-- Task prompt --
Read the records below and copy each line that contains "assignment".

-- Recorded information --
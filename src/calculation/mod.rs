//! Calculation logic for the Labour Payment Engine.
//!
//! This module contains the positional pairing of contracts with attendance,
//! the payment calculator built on that pairing, and the report builder that
//! zips employees, contracts, attendance and payments into a padded table.

mod assignment;
mod payment;
mod report;

pub use assignment::{Assignment, correlate_by_position};
pub use payment::{calculate_payment, calculate_payments};
pub use report::{
    PAYMENT_DECIMAL_PLACES, assemble_rows, build_report, build_report_with_layout,
    format_payment, render_report,
};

-- Answer section --
mod assignment;
pub use assignment::{Assignment, correlate_by_position};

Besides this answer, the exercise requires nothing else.